Fox's Bill O'Reilly also endorsed the Automatic Millionaire wealth creation system: "David Bach's no-spin financial advice is beautiful because it's so simple. If becoming self-sufficient is important to you, then this book is a must." Yep, this is the same O'Reilly who bashed homeowner "losers" who took out loans that they weren't able to pay, and yet here he is endorsing a plan that says there's no such thing homeowner who loses money. Wonder what kind of cut Bill gets off Bach's loot?

He rips you off, puts you in debt and sticks by your side to help make sure you pay it off. What a guy!

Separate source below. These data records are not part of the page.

//! Error handling logic

use std::fmt;
use thiserror::Error;

/// Address of a single qubit inside a session, VM or simulator.
/// Addresses are handed out by a [`QubitPool`](crate::pool::QubitPool) and are
/// only meaningful within the context that allocated them.
#[derive(Debug, Clone, Copy, PartialEq, Eq, Hash, PartialOrd, Ord)]
pub struct QubitId(pub u32);

impl QubitId {
    /// Position of this qubit in a dense bit or amplitude index.
    pub fn index(&self) -> usize {
        self.0 as usize
    }
}

impl fmt::Display for QubitId {
    fn fmt(&self, f: &mut fmt::Formatter<'_>) -> fmt::Result {
        write!(f, "q{}", self.0)
    }
}

/// Failures raised while building, replaying or verifying reversible circuits.
///
/// None of these are recoverable at runtime: a gate sequence is either
/// well-formed and correct, or construction/verification stops at the first
/// violation.
#[derive(Error, Debug, Clone, PartialEq, Eq)]
pub enum RevqError {
    /// Malformed gate or instruction request, e.g. a target listed among its own controls.
    #[error("Configuration Error: {message}")]
    Configuration {
        /// Configuration failure message
        message: String,
    },

    /// Qubit budget exhausted, double release, or release out of LIFO order.
    #[error("Resource Error: {message}")]
    Resource {
        /// Resource failure message
        message: String,
    },

    /// A correctness property did not hold: dirty ancilla on release, input
    /// register mutated, wrong output bit, forbidden operation.
    #[error("Invariant Violation: {message}")]
    InvariantViolation {
        /// InvariantViolation failure message
        message: String,
    },

    /// Caller contract violation: widths, sums or patterns outside documented bounds.
    #[error("Invalid Argument: {message}")]
    InvalidArgument {
        /// InvalidArgument failure message
        message: String,
    },

    /// Failure inside the simulation backend itself.
    #[error("Simulation Process Error: {message}")]
    Simulation {
        /// Simulation failure message
        message: String,
    },
}

impl RevqError {
    pub(crate) fn configuration(message: impl Into<String>) -> Self {
        RevqError::Configuration { message: message.into() }
    }

    pub(crate) fn resource(message: impl Into<String>) -> Self {
        RevqError::Resource { message: message.into() }
    }

    pub(crate) fn invariant(message: impl Into<String>) -> Self {
        RevqError::InvariantViolation { message: message.into() }
    }

    pub(crate) fn invalid_argument(message: impl Into<String>) -> Self {
        RevqError::InvalidArgument { message: message.into() }
    }

    pub(crate) fn simulation(message: impl Into<String>) -> Self {
        RevqError::Simulation { message: message.into() }
    }
}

So what's up with David Bach today?

The man's still doing regular TV gigs and giving financial advice to unsuspecting victims, including a weekly appearance on NBC's Today Show. But he's changed his racket: Bach's no longer out to make automatic millionaires; these days he's motivating debtors to get second/third jobs and convincing them to adopt austerity measures in their own personal lives. He'll help you pare down your consumption footprint to the bare minimum necessary for physical survival. Yep, Bach's our debt handler. His job is to make sure we peons keep making those monthly payments to Wells Fargo and Bank of America!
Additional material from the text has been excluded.